Posted on November 30, 2011, in Reviews and tagged Reviews, TV, Zombies. Bookmark the permalink. 8 Comments.
Yeah, little Carl is way too healthy too quick, or more time is passing than we realize. Injuries take time to heal, even minor ones. Look at the one token black guy. His little infection nearly killed him, and here’s Carl with an infected gut from bullet shrapnel and he’s up and shooting in 4 days? Sure….
Shane may be a hairtrigger, but he’s got his finger on the pulse of survival. I’d rather have him at my back than the rest of them, except Fuckin’ Daryl.
And again, will someone please club Dale? Pretty please?
It amazes me how much I can’t stand Dale. There is no way they intended that, right? They meant for him to be a kindly, caring old man, and instead he’s someone we’d both like to be bludgeoned and hurled under a moving car. Weird.
The poor token guy even still has his bandage, while Carl looks perfectly well-fed and moving around without pain. Maybe he’s actually a vampire or something.
That was me, of course. Stupid WordPress, logging me out.
Hah!
Perhaps the writers just want us to hate all the characters? Like you said in the review…under these conditions, people all become assholes to each other. What’s left to like? There’s just this increasingly grating edge of hate.
I’d put money on Carl being a vamp. He’s pale enough.
The inconsistency of time really grates on me.
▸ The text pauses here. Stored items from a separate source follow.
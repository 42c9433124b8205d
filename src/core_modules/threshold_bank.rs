// THEORY:
// The threshold bank turns one grayscale frame into three candidate pupil masks.
// Starting from the intensity of the darkest pixel, each level admits every pixel
// that is at most `offset` grey levels brighter. Strict masks hug the pupil core
// and fail under uneven lighting; relaxed masks survive glare but bleed into lashes
// and shadows. Rather than guessing, the tracker builds all three every frame and
// lets the contour analyzer score them.
//
// Every mask is also cut down to a square neighbourhood around the darkest point,
// so that dark regions elsewhere in the frame (eyebrows, hair, frame corners) cannot
// compete with the pupil.

use crate::core_modules::frame::Point;
use crate::core_modules::geometry::mask_outside_square;
use image::{GrayImage, Luma};
use serde::{Deserialize, Serialize};

pub const LEVEL_COUNT: usize = 3;

/// One of the three mask strictness settings. The discriminant is the level's
/// index in per-frame arrays.
#[derive(Debug, Clone, Copy, PartialEq, Eq, Hash)]
pub enum ThresholdLevel {
    Strict = 0,
    Medium = 1,
    Relaxed = 2,
}

impl ThresholdLevel {
    pub const ALL: [ThresholdLevel; LEVEL_COUNT] = [
        ThresholdLevel::Strict,
        ThresholdLevel::Medium,
        ThresholdLevel::Relaxed,
    ];

    pub fn index(self) -> usize {
        self as usize
    }

    pub fn from_index(index: usize) -> Option<Self> {
        Self::ALL.get(index).copied()
    }
}

/// Intensity offsets added to the darkest pixel value for each level.
#[derive(Debug, Clone, Copy, PartialEq, Eq, Serialize, Deserialize)]
#[serde(default)]
pub struct ThresholdOffsets {
    pub strict: u8,
    pub medium: u8,
    pub relaxed: u8,
}

impl Default for ThresholdOffsets {
    fn default() -> Self {
        Self {
            strict: 5,
            medium: 15,
            relaxed: 25,
        }
    }
}

impl ThresholdOffsets {
    pub fn offset(&self, level: ThresholdLevel) -> u8 {
        match level {
            ThresholdLevel::Strict => self.strict,
            ThresholdLevel::Medium => self.medium,
            ThresholdLevel::Relaxed => self.relaxed,
        }
    }
}

/// The three masks of one frame, indexed by `ThresholdLevel`.
#[derive(Debug, Clone)]
pub struct MaskSet {
    masks: [GrayImage; LEVEL_COUNT],
}

impl MaskSet {
    pub fn get(&self, level: ThresholdLevel) -> &GrayImage {
        &self.masks[level.index()]
    }
}

/// Inverse binary threshold: pixels `<= threshold` become 255, the rest 0.
pub fn apply_inverse_threshold(gray: &GrayImage, threshold: u16) -> GrayImage {
    let mut mask = GrayImage::new(gray.width(), gray.height());
    for (src, dst) in gray.pixels().zip(mask.pixels_mut()) {
        *dst = if (src.0[0] as u16) <= threshold {
            Luma([255])
        } else {
            Luma([0])
        };
    }
    mask
}

/// Builds the strict, medium and relaxed masks around `darkest_point`.
pub fn build_masks(
    gray: &GrayImage,
    darkest_point: Point,
    offsets: &ThresholdOffsets,
    square_size: u32,
) -> MaskSet {
    let darkest_value = gray.get_pixel(darkest_point.x, darkest_point.y).0[0] as u16;

    let masks = ThresholdLevel::ALL.map(|level| {
        let threshold = darkest_value + offsets.offset(level) as u16;
        let mut mask = apply_inverse_threshold(gray, threshold);
        mask_outside_square(&mut mask, darkest_point, square_size);
        mask
    });

    MaskSet { masks }
}

#[cfg(test)]
mod tests {
    use super::*;

    #[test]
    fn levels_round_trip_through_indices() {
        for level in ThresholdLevel::ALL {
            assert_eq!(ThresholdLevel::from_index(level.index()), Some(level));
        }
        assert_eq!(ThresholdLevel::from_index(3), None);
    }

    #[test]
    fn inverse_threshold_is_inclusive() {
        let gray = GrayImage::from_fn(3, 1, |x, _| Luma([[19u8, 20, 21][x as usize]]));
        let mask = apply_inverse_threshold(&gray, 20);
        assert_eq!(mask.as_raw(), &vec![255, 255, 0]);
    }

    #[test]
    fn masks_grow_with_offset_and_stay_inside_square() {
        // Horizontal gradient: value = x / 2, darkest at the left edge.
        let gray = GrayImage::from_fn(400, 100, |x, _| Luma([(x / 2).min(255) as u8]));
        let masks = build_masks(&gray, Point::new(0, 50), &ThresholdOffsets::default(), 250);

        let white = |m: &GrayImage| m.pixels().filter(|p| p.0[0] == 255).count();
        let strict = white(masks.get(ThresholdLevel::Strict));
        let medium = white(masks.get(ThresholdLevel::Medium));
        let relaxed = white(masks.get(ThresholdLevel::Relaxed));
        assert!(strict < medium && medium < relaxed);

        // Strict admits value <= 5, i.e. x <= 11: 12 columns x 100 rows.
        assert_eq!(strict, 12 * 100);
        // Everything right of the square (x >= 125) is cleared.
        assert!(masks
            .get(ThresholdLevel::Relaxed)
            .enumerate_pixels()
            .all(|(x, _, p)| x < 125 || p.0[0] == 0));
    }

    #[test]
    fn thresholds_saturate_above_white() {
        let gray = GrayImage::from_pixel(10, 10, Luma([250]));
        let masks = build_masks(&gray, Point::new(5, 5), &ThresholdOffsets::default(), 250);
        assert!(masks.get(ThresholdLevel::Strict).pixels().all(|p| p.0[0] == 255));
    }
}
The fact Carl is up and about bothers me to no end. On top of it, he back. I mean, I have to watch this kid again… sigh. Kids ruin everything.
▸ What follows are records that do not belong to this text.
// THEORY:
// Annotation paints the tracking result onto the (cropped, zoomed) frame for display.
// Colours are BGR triples because they are written straight into the frame buffer.

use crate::core_modules::ellipse::{Ellipse, EllipseRaster};
use crate::core_modules::frame::Frame;
use crate::core_modules::lock_gate::ToleranceState;
use image::Rgb;
use imageproc::drawing::draw_filled_circle_mut;

pub const CENTER_COLOR: [u8; 3] = [255, 255, 0];
pub const UNLOCKED_ELLIPSE_COLOR: [u8; 3] = [255, 0, 0];
pub const WITHIN_TOLERANCE_COLOR: [u8; 3] = [0, 255, 0];
pub const OUT_OF_TOLERANCE_COLOR: [u8; 3] = [255, 0, 0];

pub const CENTER_RADIUS: i32 = 3;
pub const ELLIPSE_THICKNESS: f64 = 2.0;

pub fn tolerance_color(state: ToleranceState) -> [u8; 3] {
    match state {
        ToleranceState::WithinTolerance => WITHIN_TOLERANCE_COLOR,
        ToleranceState::OutOfTolerance => OUT_OF_TOLERANCE_COLOR,
    }
}

/// Filled dot on the pupil centre.
pub fn draw_pupil_center(frame: &mut Frame, center: (f64, f64)) {
    let (x, y) = (center.0.round() as i32, center.1.round() as i32);
    draw_filled_circle_mut(frame.buffer_mut(), (x, y), CENTER_RADIUS, Rgb(CENTER_COLOR));
}

/// Ellipse outline `thickness` pixels wide.
pub fn draw_ellipse(frame: &mut Frame, ellipse: &Ellipse, color: [u8; 3], thickness: f64) {
    if !ellipse.is_valid() {
        return;
    }
    let (width, height) = frame.dimensions();
    let buffer = frame.buffer_mut();
    EllipseRaster::new(*ellipse).for_each_in_band(width, height, thickness, |x, y| {
        buffer.put_pixel(x, y, Rgb(color));
    });
}

#[cfg(test)]
mod tests {
    use super::*;

    #[test]
    fn center_dot_has_radius_three() {
        let mut frame = Frame::filled(20, 20, [0, 0, 0]).unwrap();
        draw_pupil_center(&mut frame, (10.2, 9.8));
        assert_eq!(frame.bgr_at(10, 10), CENTER_COLOR);
        assert_eq!(frame.bgr_at(13, 10), CENTER_COLOR);
        assert_eq!(frame.bgr_at(15, 10), [0, 0, 0]);
    }

    #[test]
    fn ellipse_outline_leaves_interior_untouched() {
        let mut frame = Frame::filled(100, 100, [0, 0, 0]).unwrap();
        let ellipse = Ellipse {
            cx: 50.0,
            cy: 50.0,
            semi_major: 30.0,
            semi_minor: 20.0,
            angle: 0.0,
        };
        draw_ellipse(&mut frame, &ellipse, tolerance_color(ToleranceState::WithinTolerance), 2.0);
        assert_eq!(frame.bgr_at(80, 50), WITHIN_TOLERANCE_COLOR);
        assert_eq!(frame.bgr_at(50, 30), WITHIN_TOLERANCE_COLOR);
        assert_eq!(frame.bgr_at(50, 50), [0, 0, 0]);
        assert_eq!(frame.bgr_at(5, 5), [0, 0, 0]);
    }

    #[test]
    fn centre_near_the_border_is_clipped() {
        let mut frame = Frame::filled(10, 10, [0, 0, 0]).unwrap();
        draw_pupil_center(&mut frame, (0.0, 0.0));
        assert_eq!(frame.bgr_at(0, 0), CENTER_COLOR);
    }
}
I know they are not following the comic since the best character (Fuckin’ Daryl) doesn’t even exist in the comic but because Shane is the only one that honestly is making those hard choices he’s about to get plugged… I agree.
Lori Lori Lori… please die. Put me out of my misery and do something really stupid to get yourself and your kid killed soon: PLEASE. I know it won’t happen but goodness I’m holding out hope.
Glenn and Dale, well, I don’t have enough time during my lunch break for this one so I’ll pass.
“The Barn People”… hopefully they break out and eat everyone but Fuckin Daryl and when the season picks up again we get a cast of people that aren’t morons. Hershel was right, these people should have been dead a long time ago with how moronic they all behave
See! I’m not the only one!
I wouldn’t be sad if everyone but Fuckin’ Daryl was wiped out and we got to start over. To be honest, I’m kinda glad I didn’t buy the comic 5 years ago when I had a collection in my hand.
One episode left to watch, and I am hoping beyond hope that it is simply 45 minutes of Lori being devoured.
-Kurt
I hold out hope that the rest of the season will be one long slo-mo shot of Dale, Lori, and Carl getting devoured. It’s a longshot.